Días antes de que se cumpliera la fecha límite para llevar ayuda humanitaria (de Estados Unidos, Colombia y de venezolanos en el extranjero) a Venezuela, el presidente estadounidense, Donald Trump, dijo en un mitin en Miami: “El pueblo de Venezuela está a favor de la libertad y la democracia, y el pueblo de Estados Unidos está de su lado”.
Este respaldo estadounidense tan directo a la presidencia interina de Juan Guaidó, sin embargo, es un riesgo: Guaidó podría parecer un títere de Estados Unidos. Se trata de un argumento que le conviene a Nicolás Maduro: la retórica de izquierda contra derecha ha sido vital para el chavismo desde 1999. Y es así como razona una parte de la izquierda latinoamericana, europea (partidos como Francia Insumisa) y los gobiernos alineados con Nicolás Maduro: Bolivia, Cuba, Nicaragua, Rusia, entre otros.
Sin embargo, el argumento de que el respaldo estadounidense es razón suficiente para desacreditar el liderazgo de Guaidó parte de una premisa falsa: en Venezuela no hay una batalla por la ideología —por la izquierda o la derecha—, sino por la sobrevivencia.
El problema de Venezuela no es una hipotética intervención de Estados Unidos, es una dictadura que ha devastado al país. En solo dos décadas de chavismo, una de las economías más prósperas de la región sufre la crudeza de una hiperinflación, las instituciones democráticas fueron destruidas, se ha sofocado salvajemente la protesta ciudadana y se ha perseguido a la oposición. Este panorama ha llevado a tres millones de venezolanos a salir del país, lo que ha generado la mayor crisis migratoria y humanitaria en la historia reciente de América Latina.

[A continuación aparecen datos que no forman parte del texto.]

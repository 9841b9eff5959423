//! Scattered-data interpolation over a triangulated 2-D domain.
//!
//! Builds one Delaunay triangulation of the sample sites and evaluates any
//! number of value fields on it. Three methods are offered:
//!
//! - `nearest` — value of the closest sample site,
//! - `linear` — barycentric blend inside the containing triangle,
//! - `cubic` — C¹ Clough–Tocher patches with least-squares gradients.
//!
//! Queries outside the convex hull of the sites return NaN for every
//! method; callers sort valid from invalid pixels by `is_nan`.

pub mod delaunay;

mod cubic;

use serde::{Deserialize, Serialize};

use delaunay::{Location, Triangulation};

// ── Error type ─────────────────────────────────────────────────────────────

/// Errors from building a scattered-data interpolator.
#[derive(Debug, Clone, PartialEq, Eq)]
pub enum InterpError {
    /// Not enough distinct finite sample sites to span a 2-D domain.
    TooFewPoints { needed: usize, got: usize },
    /// A value field's length differs from the number of sample sites.
    LengthMismatch { points: usize, values: usize },
    /// The sample sites are collinear or coincident.
    DegenerateDomain,
}

impl std::fmt::Display for InterpError {
    fn fmt(&self, f: &mut std::fmt::Formatter<'_>) -> std::fmt::Result {
        match self {
            Self::TooFewPoints { needed, got } => {
                write!(f, "too few sample points: need {}, got {}", needed, got)
            }
            Self::LengthMismatch { points, values } => write!(
                f,
                "field length mismatch: {} points but {} values",
                points, values
            ),
            Self::DegenerateDomain => {
                write!(f, "sample points are collinear or coincident")
            }
        }
    }
}

impl std::error::Error for InterpError {}

// ── Method selection ───────────────────────────────────────────────────────

/// Interpolation method applied at query time.
#[derive(Debug, Clone, Copy, PartialEq, Eq, Default, Serialize, Deserialize)]
#[serde(rename_all = "lowercase")]
pub enum InterpMethod {
    /// C¹ cubic Clough–Tocher patches.
    #[default]
    Cubic,
    /// Barycentric blend inside the containing triangle.
    Linear,
    /// Value of the closest sample site.
    Nearest,
}

// ── Interpolator ───────────────────────────────────────────────────────────

/// One value field resampled onto the internal vertex order.
struct Field {
    /// Value at each internal vertex (zero at the synthetic ones).
    values: Vec<f64>,
    /// Least-squares gradient at each internal vertex.
    gradients: Vec<[f64; 2]>,
}

/// Multi-field scattered-data interpolator over one point set.
///
/// Immutable after construction: evaluation threads a caller-owned triangle
/// hint, so one interpolator serves any number of concurrent query streams.
pub struct ScatteredInterpolator {
    tri: Triangulation,
    /// Real-vertex adjacency from the finite triangles.
    adjacency: Vec<Vec<usize>>,
    fields: Vec<Field>,
}

impl ScatteredInterpolator {
    /// Build the triangulation of `points` and attach one or more value
    /// fields, each parallel to `points`.
    pub fn new(points: &[[f64; 2]], fields: &[Vec<f64>]) -> Result<Self, InterpError> {
        for field in fields {
            if field.len() != points.len() {
                return Err(InterpError::LengthMismatch {
                    points: points.len(),
                    values: field.len(),
                });
            }
        }

        let tri = Triangulation::new(points)?;
        let n = tri.n_vertices();

        let mut adjacency = vec![Vec::new(); n];
        for t in tri.finite_triangles() {
            for k in 0..3 {
                let (a, b) = (t[k], t[(k + 1) % 3]);
                if !adjacency[a].contains(&b) {
                    adjacency[a].push(b);
                }
                if !adjacency[b].contains(&a) {
                    adjacency[b].push(a);
                }
            }
        }

        let fields = fields
            .iter()
            .map(|field| {
                let mut values = vec![0.0; n];
                for v in 0..n {
                    if let Some(i) = tri.input_of_vertex(v) {
                        values[v] = field[i];
                    }
                }
                let gradients = cubic::estimate_gradients(&tri, &adjacency, &values);
                Field { values, gradients }
            })
            .collect();

        Ok(Self {
            tri,
            adjacency,
            fields,
        })
    }

    /// Number of attached value fields.
    pub fn n_fields(&self) -> usize {
        self.fields.len()
    }

    /// Initial triangle hint for a fresh query stream.
    pub fn start_hint(&self) -> usize {
        self.tri.start()
    }

    /// Evaluate every field at `q`, writing one value per field into `out`.
    ///
    /// Non-finite queries and queries outside the convex hull produce NaN
    /// across all fields. `hint` carries the walk start between calls;
    /// seed it with [`ScatteredInterpolator::start_hint`].
    pub fn eval_into(&self, q: [f64; 2], method: InterpMethod, hint: &mut usize, out: &mut [f64]) {
        debug_assert_eq!(out.len(), self.fields.len());

        if !q[0].is_finite() || !q[1].is_finite() {
            out.fill(f64::NAN);
            return;
        }
        let Location::Inside { tri: t, bary } = self.tri.locate(q, hint) else {
            out.fill(f64::NAN);
            return;
        };
        let verts = self.tri.triangle(t);

        match method {
            InterpMethod::Linear => {
                for (slot, field) in out.iter_mut().zip(&self.fields) {
                    *slot = (0..3).map(|k| bary[k] * field.values[verts[k]]).sum();
                }
            }
            InterpMethod::Nearest => {
                let v = self.descend_to_nearest(q, verts);
                for (slot, field) in out.iter_mut().zip(&self.fields) {
                    *slot = field.values[v];
                }
            }
            InterpMethod::Cubic => {
                let p = [
                    self.tri.point(verts[0]),
                    self.tri.point(verts[1]),
                    self.tri.point(verts[2]),
                ];
                for (slot, field) in out.iter_mut().zip(&self.fields) {
                    let f = [
                        field.values[verts[0]],
                        field.values[verts[1]],
                        field.values[verts[2]],
                    ];
                    let g = [
                        field.gradients[verts[0]],
                        field.gradients[verts[1]],
                        field.gradients[verts[2]],
                    ];
                    *slot = cubic::clough_tocher(p, f, g, bary);
                }
            }
        }
    }

    /// Evaluate every field at `q` into a fresh vector.
    pub fn eval(&self, q: [f64; 2], method: InterpMethod) -> Vec<f64> {
        let mut hint = self.start_hint();
        let mut out = vec![0.0; self.fields.len()];
        self.eval_into(q, method, &mut hint, &mut out);
        out
    }

    /// Greedy walk over the vertex adjacency toward the sample nearest `q`.
    ///
    /// On a Delaunay graph greedy descent from any vertex of the containing
    /// triangle reaches the true nearest neighbor.
    fn descend_to_nearest(&self, q: [f64; 2], verts: [usize; 3]) -> usize {
        let d2 = |v: usize| {
            let p = self.tri.point(v);
            let dx = p[0] - q[0];
            let dy = p[1] - q[1];
            dx * dx + dy * dy
        };

        let mut cur = verts[0];
        let mut best = d2(cur);
        for &v in &verts[1..] {
            let d = d2(v);
            if d < best {
                cur = v;
                best = d;
            }
        }

        loop {
            let mut improved = false;
            for &v in &self.adjacency[cur] {
                let d = d2(v);
                if d < best {
                    cur = v;
                    best = d;
                    improved = true;
                }
            }
            if !improved {
                return cur;
            }
        }
    }
}

#[cfg(test)]
mod tests {
    use super::*;
    use approx::assert_relative_eq;
    use rand::prelude::*;

    fn unit_grid(n: usize) -> Vec<[f64; 2]> {
        let mut pts = Vec::new();
        for i in 0..n {
            for j in 0..n {
                pts.push([i as f64 / (n - 1) as f64, j as f64 / (n - 1) as f64]);
            }
        }
        pts
    }

    #[test]
    fn test_field_length_mismatch_rejected() {
        let pts = unit_grid(3);
        let short = vec![0.0; pts.len() - 1];
        assert!(matches!(
            ScatteredInterpolator::new(&pts, &[short]),
            Err(InterpError::LengthMismatch { .. })
        ));
    }

    #[test]
    fn test_linear_field_exact_for_all_methods() {
        // A linear field is reproduced exactly by linear and cubic
        // interpolation at any interior point, and by all three methods at
        // the sample sites themselves.
        let pts = unit_grid(6);
        let lin = |p: [f64; 2]| 1.5 + 2.0 * p[0] - 0.5 * p[1];
        let field: Vec<f64> = pts.iter().map(|p| lin(*p)).collect();
        let interp = ScatteredInterpolator::new(&pts, &[field]).expect("buildable");

        let mut rng = StdRng::seed_from_u64(3);
        let mut hint = interp.start_hint();
        let mut out = [0.0];
        for _ in 0..50 {
            let q = [rng.gen::<f64>(), rng.gen::<f64>()];
            for method in [InterpMethod::Linear, InterpMethod::Cubic] {
                interp.eval_into(q, method, &mut hint, &mut out);
                assert_relative_eq!(out[0], lin(q), epsilon = 1e-9);
            }
        }
        for p in &pts {
            for method in [
                InterpMethod::Linear,
                InterpMethod::Cubic,
                InterpMethod::Nearest,
            ] {
                interp.eval_into(*p, method, &mut hint, &mut out);
                assert_relative_eq!(out[0], lin(*p), epsilon = 1e-9);
            }
        }
    }

    #[test]
    fn test_hull_boundary_sites_evaluate_exactly() {
        // Sample sites on the convex hull boundary are part of the domain:
        // each must reproduce its own value, not NaN, even when the query
        // starts from a cold hint.
        let pts = unit_grid(5);
        let lin = |p: [f64; 2]| 0.2 + 1.1 * p[0] + 0.7 * p[1];
        let field: Vec<f64> = pts.iter().map(|p| lin(*p)).collect();
        let interp = ScatteredInterpolator::new(&pts, &[field]).expect("buildable");

        let mut out = [0.0];
        for p in pts.iter().filter(|p| {
            p[0] == 0.0 || p[0] == 1.0 || p[1] == 0.0 || p[1] == 1.0
        }) {
            for method in [
                InterpMethod::Linear,
                InterpMethod::Cubic,
                InterpMethod::Nearest,
            ] {
                let mut hint = interp.start_hint();
                interp.eval_into(*p, method, &mut hint, &mut out);
                assert!(
                    !out[0].is_nan(),
                    "hull site {:?} evaluated to NaN with {:?}",
                    p,
                    method
                );
                assert_relative_eq!(out[0], lin(*p), epsilon = 1e-9);
            }
        }
    }

    #[test]
    fn test_out_of_hull_is_nan() {
        let pts = unit_grid(4);
        let field = vec![1.0; pts.len()];
        let interp = ScatteredInterpolator::new(&pts, &[field]).expect("buildable");

        let mut hint = interp.start_hint();
        let mut out = [0.0];
        for q in [[-0.2, 0.5], [1.3, 0.5], [0.5, -0.7], [f64::NAN, 0.5]] {
            for method in [
                InterpMethod::Linear,
                InterpMethod::Cubic,
                InterpMethod::Nearest,
            ] {
                interp.eval_into(q, method, &mut hint, &mut out);
                assert!(out[0].is_nan(), "expected NaN at {:?}", q);
            }
        }
    }

    #[test]
    fn test_nearest_picks_closest_site() {
        let pts = unit_grid(5);
        let field: Vec<f64> = (0..pts.len()).map(|i| i as f64).collect();
        let interp = ScatteredInterpolator::new(&pts, &[field.clone()]).expect("buildable");

        let mut rng = StdRng::seed_from_u64(9);
        let mut hint = interp.start_hint();
        let mut out = [0.0];
        for _ in 0..40 {
            let q = [rng.gen::<f64>(), rng.gen::<f64>()];
            interp.eval_into(q, InterpMethod::Nearest, &mut hint, &mut out);

            let brute = pts
                .iter()
                .enumerate()
                .min_by(|(_, a), (_, b)| {
                    let da = (a[0] - q[0]).powi(2) + (a[1] - q[1]).powi(2);
                    let db = (b[0] - q[0]).powi(2) + (b[1] - q[1]).powi(2);
                    da.partial_cmp(&db).unwrap()
                })
                .map(|(i, _)| i)
                .unwrap();
            assert_relative_eq!(out[0], field[brute], epsilon = 1e-12);
        }
    }

    #[test]
    fn test_cubic_approximates_smooth_field() {
        // Cubic interpolation of a smooth nonlinear field on a moderately
        // dense grid should track the truth far better than the grid
        // spacing would suggest.
        let pts = unit_grid(12);
        let f = |p: [f64; 2]| (2.0 * p[0]).sin() * (1.5 * p[1]).cos();
        let field: Vec<f64> = pts.iter().map(|p| f(*p)).collect();
        let interp = ScatteredInterpolator::new(&pts, &[field]).expect("buildable");

        let mut rng = StdRng::seed_from_u64(21);
        let mut hint = interp.start_hint();
        let mut out = [0.0];
        for _ in 0..100 {
            // Stay away from the hull boundary where one-sided gradient
            // stencils are least accurate.
            let q = [
                0.1 + 0.8 * rng.gen::<f64>(),
                0.1 + 0.8 * rng.gen::<f64>(),
            ];
            interp.eval_into(q, InterpMethod::Cubic, &mut hint, &mut out);
            assert!(
                (out[0] - f(q)).abs() < 0.05,
                "cubic error too large at {:?}: {} vs {}",
                q,
                out[0],
                f(q)
            );
        }
    }

    #[test]
    fn test_multiple_fields_evaluate_together() {
        let pts = unit_grid(4);
        let a: Vec<f64> = pts.iter().map(|p| p[0]).collect();
        let b: Vec<f64> = pts.iter().map(|p| p[1]).collect();
        let interp = ScatteredInterpolator::new(&pts, &[a, b]).expect("buildable");
        assert_eq!(interp.n_fields(), 2);

        let out = interp.eval([0.3, 0.6], InterpMethod::Linear);
        assert_relative_eq!(out[0], 0.3, epsilon = 1e-9);
        assert_relative_eq!(out[1], 0.6, epsilon = 1e-9);
    }
}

Es razonable que los latinoamericanos seamos escépticos ante los espaldarazos de Estados Unidos a líderes regionales. En nombre de “combatir el comunismo”, distintos gobiernos estadounidenses respaldaron a dictadores feroces a lo largo del siglo pasado: en Guatemala interrumpieron un proceso democrático; en El Salvador y Chile intervinieron de manera trágica al apoyar el derrocamiento de gobernantes electos democráticamente. Pero este no es el caso de Venezuela.
Naciones tan diversas como Marruecos, Finlandia, Argentina, Dinamarca o Polonia (una lista que, en conjunto, es imposible de calificar de cómplices de Estados Unidos) reconocen a Guaidó como la autoridad legítima de Venezuela. Sí, el gobierno estadounidense fue de los primeros en reconocer la presidencia interina del líder de la oposición, pero no es el único. Japón es el país más reciente de las cincuenta naciones que hasta ahora reconocen a Guaidó.
La versión maniquea del rechazo al apoyo de Trump a la oposición ignora también la historia plural del movimiento democrático venezolano, en donde hay partidos políticos socialdemócratas, socialcristianos y liberales. E incluso predomina la visión de centro-izquierda, como la postura de Voluntad Popular, el partido del que proviene Guaidó y que es miembro de la Internacional Socialista desde 2014.
Ante el drama venezolano, no hay dilema posible: el apoyo a la salida de Maduro de buena parte de las naciones democráticas del mundo —entre ellos, el del Estados Unidos—, no se traduce en un riesgo inminente de invasión o de guerra civil.
El discurso “antiimperalista” y de defensa a la soberanía, que ha alentado Maduro, se agotó con la profundización de la tragedia humanitaria de Venezuela. La mala gestión y el autoritarismo de la Revolución bolivariana son las causas del estado actual del país. Ni Estados Unidos ni los gobiernos de derecha de la región son los culpables de la catástrofe que es hoy Venezuela.